→ INFORMATION PROVIDED:
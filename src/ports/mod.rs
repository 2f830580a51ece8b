//! Ports to the agent's external collaborators.
//!
//! The core never talks to a transport directly: every side effect goes
//! through one of these traits. Real implementations (HTTP forge clients,
//! an Anthropic-backed LLM client, an SMTP notifier) live outside this
//! crate's core; test doubles live with the tests.

pub mod forge;
pub mod llm;
pub mod types;

pub use forge::Forge;
pub use llm::{ChatMessage, ChatRole, LlmClient};
pub use types::*;
use std::path::Path;
use std::sync::Mutex;

use anyhow::{Context, Result, anyhow};
use rusqlite::{Connection, OptionalExtension, params};

use super::Store;

/// SQLite-backed store. A single connection behind a mutex is plenty for
/// the agent's write rate; contention is bounded by the audit log, which
/// serializes appends anyway.
pub struct SqliteStore {
    conn: Mutex<Connection>,
}

impl SqliteStore {
    /// Open (or create) the database at the given path and run migrations.
    pub fn new(path: &Path) -> Result<Self> {
        let conn = Connection::open(path).context("Failed to open SQLite store")?;
        let store = Self {
            conn: Mutex::new(conn),
        };
        store.init()?;
        Ok(store)
    }

    /// Create an in-memory store (for testing).
    pub fn new_in_memory() -> Result<Self> {
        let conn = Connection::open_in_memory().context("Failed to open in-memory store")?;
        let store = Self {
            conn: Mutex::new(conn),
        };
        store.init()?;
        Ok(store)
    }

    fn init(&self) -> Result<()> {
        let conn = self.lock()?;
        conn.execute_batch(
            "CREATE TABLE IF NOT EXISTS memento (
                key   TEXT PRIMARY KEY,
                value TEXT NOT NULL
            );
            CREATE TABLE IF NOT EXISTS secrets (
                name  TEXT PRIMARY KEY,
                value BLOB NOT NULL
            );",
        )
        .context("Failed to run store migrations")?;
        Ok(())
    }

    fn lock(&self) -> Result<std::sync::MutexGuard<'_, Connection>> {
        self.conn
            .lock()
            .map_err(|e| anyhow!("Store lock poisoned: {}", e))
    }
}

impl Store for SqliteStore {
    fn get(&self, key: &str) -> Result<Option<String>> {
        let conn = self.lock()?;
        conn.query_row(
            "SELECT value FROM memento WHERE key = ?1",
            params![key],
            |row| row.get(0),
        )
        .optional()
        .context("Failed to read memento key")
    }

    fn put(&self, key: &str, value: &str) -> Result<()> {
        let conn = self.lock()?;
        conn.execute(
            "INSERT INTO memento (key, value) VALUES (?1, ?2)
             ON CONFLICT(key) DO UPDATE SET value = excluded.value",
            params![key, value],
        )
        .context("Failed to write memento key")?;
        Ok(())
    }

    fn delete(&self, key: &str) -> Result<()> {
        let conn = self.lock()?;
        conn.execute("DELETE FROM memento WHERE key = ?1", params![key])
            .context("Failed to delete memento key")?;
        Ok(())
    }

    fn list_prefix(&self, prefix: &str) -> Result<Vec<(String, String)>> {
        let conn = self.lock()?;
        let pattern = format!("{}%", prefix.replace('%', "\\%").replace('_', "\\_"));
        let mut stmt = conn
            .prepare(
                "SELECT key, value FROM memento
                 WHERE key LIKE ?1 ESCAPE '\\' ORDER BY key",
            )
            .context("Failed to prepare prefix scan")?;
        let rows = stmt
            .query_map(params![pattern], |row| Ok((row.get(0)?, row.get(1)?)))
            .context("Failed to scan memento prefix")?;
        let mut out = Vec::new();
        for row in rows {
            out.push(row.context("Failed to read memento row")?);
        }
        Ok(out)
    }

    fn get_secret(&self, name: &str) -> Result<Option<Vec<u8>>> {
        let conn = self.lock()?;
        conn.query_row(
            "SELECT value FROM secrets WHERE name = ?1",
            params![name],
            |row| row.get(0),
        )
        .optional()
        .context("Failed to read secret")
    }

    fn put_secret(&self, name: &str, value: &[u8]) -> Result<()> {
        let conn = self.lock()?;
        conn.execute(
            "INSERT INTO secrets (name, value) VALUES (?1, ?2)
             ON CONFLICT(name) DO UPDATE SET value = excluded.value",
            params![name, value],
        )
        .context("Failed to write secret")?;
        Ok(())
    }

    fn delete_secret(&self, name: &str) -> Result<()> {
        let conn = self.lock()?;
        conn.execute("DELETE FROM secrets WHERE name = ?1", params![name])
            .context("Failed to delete secret")?;
        Ok(())
    }
}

→ ASSIGNMENT: Wherever the string "INTO" occurs in the records, copy the line it is in.

→ RESPONSE TO THIS TASK:
            "INSERT INTO memento (key, value) VALUES (?1, ?2)
            "INSERT INTO secrets (name, value) VALUES (?1, ?2)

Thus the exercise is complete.